◆ Task goal: Which lines run from the one containing "pub fn serialize<S>(duration: &Duration, serializer: S)" to the end of the entries? Copy them exactly, both ends included, and give nothing else.
(Data for this exercise begins)
// Configuration
//
// Settings come from three layers, later layers winning:
// 1. built-in defaults
// 2. an optional YAML file (service list, endpoint paths, noise types)
// 3. PULSE_* environment variables (scalars only)

use std::path::Path;
use std::time::Duration;

use serde::{Deserialize, Serialize};

use crate::activity::ActivityType;
use crate::error::ConfigError;
use crate::health::ServiceDescriptor;
use crate::unread::BeforeFirstView;

pub const DEFAULT_API_URL: &str = "http://localhost:5000";
pub const DEFAULT_FEED_CAPACITY: usize = 50;
pub const DEFAULT_REFRESH_LIMIT: usize = 20;
pub const DEFAULT_POLL_INTERVAL: Duration = Duration::from_secs(10);
pub const DEFAULT_CONNECT_TIMEOUT: Duration = Duration::from_secs(10);
pub const DEFAULT_PROBE_TIMEOUT: Duration = Duration::from_secs(5);
pub const DEFAULT_PROBE_CONCURRENCY: usize = 4;

/// How the stream client receives new events
#[derive(Debug, Clone, Copy, PartialEq, Eq, Default, Serialize, Deserialize)]
#[serde(rename_all = "lowercase")]
pub enum StreamMode {
    /// Short-poll the recent-events endpoint
    #[default]
    Poll,
    /// Server-sent events push channel
    Sse,
}

impl StreamMode {
    fn parse(value: &str) -> Option<Self> {
        match value.trim().to_lowercase().as_str() {
            "poll" => Some(StreamMode::Poll),
            "sse" | "push" => Some(StreamMode::Sse),
            _ => None,
        }
    }
}

/// Event stream client settings
#[derive(Debug, Clone, Serialize, Deserialize, PartialEq)]
#[serde(default)]
pub struct StreamConfig {
    pub mode: StreamMode,

    /// Maximum events kept in the live feed
    pub capacity: usize,

    /// Events fetched on connect and on refresh
    pub refresh_limit: usize,

    #[serde(with = "duration_millis", rename = "poll_interval_ms")]
    pub poll_interval: Duration,

    /// Bound on the initial connect attempt and on every poll
    #[serde(with = "duration_millis", rename = "connect_timeout_ms")]
    pub connect_timeout: Duration,
}

impl Default for StreamConfig {
    fn default() -> Self {
        Self {
            mode: StreamMode::Poll,
            capacity: DEFAULT_FEED_CAPACITY,
            refresh_limit: DEFAULT_REFRESH_LIMIT,
            poll_interval: DEFAULT_POLL_INTERVAL,
            connect_timeout: DEFAULT_CONNECT_TIMEOUT,
        }
    }
}

impl StreamConfig {
    pub fn new() -> Self {
        Self::default()
    }

    pub fn with_mode(mut self, mode: StreamMode) -> Self {
        self.mode = mode;
        self
    }

    pub fn with_capacity(mut self, capacity: usize) -> Self {
        self.capacity = capacity.max(1);
        self
    }

    pub fn with_refresh_limit(mut self, limit: usize) -> Self {
        self.refresh_limit = limit.max(1);
        self
    }

    pub fn with_poll_interval(mut self, interval: Duration) -> Self {
        self.poll_interval = interval;
        self
    }

    pub fn with_connect_timeout(mut self, timeout: Duration) -> Self {
        self.connect_timeout = timeout;
        self
    }
}

/// Health probe pool settings
#[derive(Debug, Clone, Serialize, Deserialize, PartialEq, Eq)]
#[serde(default)]
pub struct ProbeConfig {
    #[serde(with = "duration_millis", rename = "timeout_ms")]
    pub timeout: Duration,

    /// Probes in flight during `check_all`; 1 checks strictly in sequence
    pub concurrency: usize,
}

impl Default for ProbeConfig {
    fn default() -> Self {
        Self {
            timeout: DEFAULT_PROBE_TIMEOUT,
            concurrency: DEFAULT_PROBE_CONCURRENCY,
        }
    }
}

impl ProbeConfig {
    pub fn new() -> Self {
        Self::default()
    }

    pub fn with_timeout(mut self, timeout: Duration) -> Self {
        self.timeout = timeout;
        self
    }

    pub fn with_concurrency(mut self, concurrency: usize) -> Self {
        self.concurrency = concurrency.max(1);
        self
    }

    pub fn sequential(self) -> Self {
        self.with_concurrency(1)
    }
}

/// Endpoint paths, relative to the API base URL
#[derive(Debug, Clone, Serialize, Deserialize, PartialEq, Eq)]
#[serde(default)]
pub struct Endpoints {
    pub activity_log: String,
    pub recent_activity: String,
    pub activity_stream: String,
    pub user_count: String,
    pub project_count: String,
    pub blog_post_count: String,
    pub message_count: String,
    pub weekly_visits: String,
}

impl Default for Endpoints {
    fn default() -> Self {
        Self {
            activity_log: "/api/activities".to_string(),
            recent_activity: "/api/activities/recent".to_string(),
            activity_stream: "/api/activities/stream".to_string(),
            user_count: "/api/users/count".to_string(),
            project_count: "/api/projects/count".to_string(),
            blog_post_count: "/api/blogs/count".to_string(),
            message_count: "/api/messages/count".to_string(),
            weekly_visits: "/api/analytics/weekly-visits".to_string(),
        }
    }
}

/// Top-level configuration
#[derive(Debug, Clone, Serialize, Deserialize, PartialEq)]
#[serde(default)]
pub struct PulseConfig {
    /// API base URL
    pub api_url: String,

    /// Opaque bearer token attached to API requests (never to health probes)
    #[serde(skip_serializing)]
    pub api_token: Option<String>,

    /// Monitored services; defaults to `<api_url>/health` when empty
    pub services: Vec<ServiceDescriptor>,

    pub endpoints: Endpoints,

    pub stream: StreamConfig,

    pub probe: ProbeConfig,

    /// Unread count before the notification panel was ever opened
    pub unread_before_first_view: BeforeFirstView,

    /// Event types hidden from the dashboard activity panel
    pub noise_types: Vec<ActivityType>,
}

impl Default for PulseConfig {
    fn default() -> Self {
        Self {
            api_url: DEFAULT_API_URL.to_string(),
            api_token: None,
            services: Vec::new(),
            endpoints: Endpoints::default(),
            stream: StreamConfig::default(),
            probe: ProbeConfig::default(),
            unread_before_first_view: BeforeFirstView::default(),
            noise_types: vec![ActivityType::ListFetched],
        }
    }
}

impl PulseConfig {
    /// Create configuration from environment variables
    ///
    /// Environment variables:
    /// - `PULSE_API_URL`: API base URL (default: http://localhost:5000)
    /// - `PULSE_API_TOKEN`: bearer token for API requests
    /// - `PULSE_STREAM_MODE`: `poll` or `sse` (default: poll)
    /// - `PULSE_POLL_INTERVAL_MS`, `PULSE_CONNECT_TIMEOUT_MS`
    /// - `PULSE_FEED_CAPACITY`, `PULSE_REFRESH_LIMIT`
    /// - `PULSE_PROBE_TIMEOUT_MS`, `PULSE_PROBE_CONCURRENCY`
    /// - `PULSE_UNREAD_BEFORE_FIRST_VIEW`: `none` or `all` (default: none)
    pub fn from_env() -> Self {
        let mut config = Self::default();
        config.apply_overrides(|key| std::env::var(key).ok());
        config.finalize();
        config
    }

    /// Load a YAML file, then apply environment overrides
    pub fn load(path: &Path) -> Result<Self, ConfigError> {
        let mut config = Self::from_yaml_file(path)?;
        config.apply_overrides(|key| std::env::var(key).ok());
        config.finalize();
        config.validate()?;
        Ok(config)
    }

    /// Parse a YAML file; missing keys take their defaults
    pub fn from_yaml_file(path: &Path) -> Result<Self, ConfigError> {
        let raw = std::fs::read_to_string(path)?;
        Self::from_yaml_str(&raw)
    }

    pub fn from_yaml_str(raw: &str) -> Result<Self, ConfigError> {
        let mut config: PulseConfig = serde_yaml::from_str(raw)?;
        config.finalize();
        config.validate()?;
        Ok(config)
    }

    /// Point at another API; services probing `<old url>/health` follow it
    pub fn with_api_url(mut self, url: impl Into<String>) -> Self {
        let previous = format!("{}/health", self.api_url);
        self.api_url = url.into().trim_end_matches('/').to_string();
        for service in &mut self.services {
            if service.health_url == previous {
                service.health_url = format!("{}/health", self.api_url);
            }
        }
        self
    }

    pub fn with_services(mut self, services: Vec<ServiceDescriptor>) -> Self {
        self.services = services;
        self
    }

    /// Apply `PULSE_*` overrides read through `lookup`
    ///
    /// Malformed numbers are ignored and the current value is kept.
    pub fn apply_overrides<F>(&mut self, lookup: F)
    where
        F: Fn(&str) -> Option<String>,
    {
        let number = |key: &str| lookup(key).and_then(|v| v.trim().parse::<u64>().ok());

        if let Some(url) = lookup("PULSE_API_URL").filter(|v| !v.is_empty()) {
            self.api_url = url;
        }
        if let Some(token) = lookup("PULSE_API_TOKEN").filter(|v| !v.is_empty()) {
            self.api_token = Some(token);
        }
        if let Some(mode) = lookup("PULSE_STREAM_MODE").and_then(|v| StreamMode::parse(&v)) {
            self.stream.mode = mode;
        }
        if let Some(ms) = number("PULSE_POLL_INTERVAL_MS") {
            self.stream.poll_interval = Duration::from_millis(ms);
        }
        if let Some(ms) = number("PULSE_CONNECT_TIMEOUT_MS") {
            self.stream.connect_timeout = Duration::from_millis(ms);
        }
        if let Some(n) = number("PULSE_FEED_CAPACITY") {
            self.stream.capacity = (n as usize).max(1);
        }
        if let Some(n) = number("PULSE_REFRESH_LIMIT") {
            self.stream.refresh_limit = (n as usize).max(1);
        }
        if let Some(ms) = number("PULSE_PROBE_TIMEOUT_MS") {
            self.probe.timeout = Duration::from_millis(ms);
        }
        if let Some(n) = number("PULSE_PROBE_CONCURRENCY") {
            self.probe.concurrency = (n as usize).max(1);
        }
        if let Some(policy) =
            lookup("PULSE_UNREAD_BEFORE_FIRST_VIEW").and_then(|v| BeforeFirstView::parse(&v))
        {
            self.unread_before_first_view = policy;
        }
    }

    /// Fill derived defaults that depend on other fields
    fn finalize(&mut self) {
        self.api_url = self.api_url.trim_end_matches('/').to_string();
        if self.services.is_empty() {
            self.services = vec![ServiceDescriptor::new(
                "main",
                "Main API",
                format!("{}/health", self.api_url),
                "api",
            )];
        }
    }

    /// Reject configurations the core cannot run with
    pub fn validate(&self) -> Result<(), ConfigError> {
        if self.api_url.is_empty() {
            return Err(ConfigError::invalid("api_url must not be empty"));
        }
        let mut seen = std::collections::HashSet::new();
        for service in &self.services {
            if service.health_url.is_empty() {
                return Err(ConfigError::invalid(format!(
                    "service '{}' has no health_url",
                    service.id
                )));
            }
            if !seen.insert(service.id.as_str()) {
                return Err(ConfigError::invalid(format!(
                    "duplicate service id '{}'",
                    service.id
                )));
            }
        }
        for (name, duration) in [
            ("stream.poll_interval_ms", self.stream.poll_interval),
            ("stream.connect_timeout_ms", self.stream.connect_timeout),
            ("probe.timeout_ms", self.probe.timeout),
        ] {
            if duration.is_zero() {
                return Err(ConfigError::invalid(format!("{} must be greater than 0", name)));
            }
        }
        if self.stream.capacity < self.stream.refresh_limit {
            return Err(ConfigError::invalid(format!(
                "stream.capacity ({}) must be at least stream.refresh_limit ({})",
                self.stream.capacity, self.stream.refresh_limit
            )));
        }
        Ok(())
    }
}

/// Serde support for Duration as milliseconds
mod duration_millis {
    use serde::{Deserialize, Deserializer, Serialize, Serializer};
    use std::time::Duration;

    pub fn serialize<S>(duration: &Duration, serializer: S) -> Result<S::Ok, S::Error>
    where
        S: Serializer,
    {
        (duration.as_millis() as u64).serialize(serializer)
    }

    pub fn deserialize<'de, D>(deserializer: D) -> Result<Duration, D::Error>
    where
        D: Deserializer<'de>,
    {
        let millis = u64::deserialize(deserializer)?;
        Ok(Duration::from_millis(millis))
    }
}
(Data for this exercise ends)
◆ Answer box:
    pub fn serialize<S>(duration: &Duration, serializer: S) -> Result<S::Ok, S::Error>
    where
        S: Serializer,
    {
        (duration.as_millis() as u64).serialize(serializer)
    }

    pub fn deserialize<'de, D>(deserializer: D) -> Result<Duration, D::Error>
    where
        D: Deserializer<'de>,
    {
        let millis = u64::deserialize(deserializer)?;
        Ok(Duration::from_millis(millis))
    }
}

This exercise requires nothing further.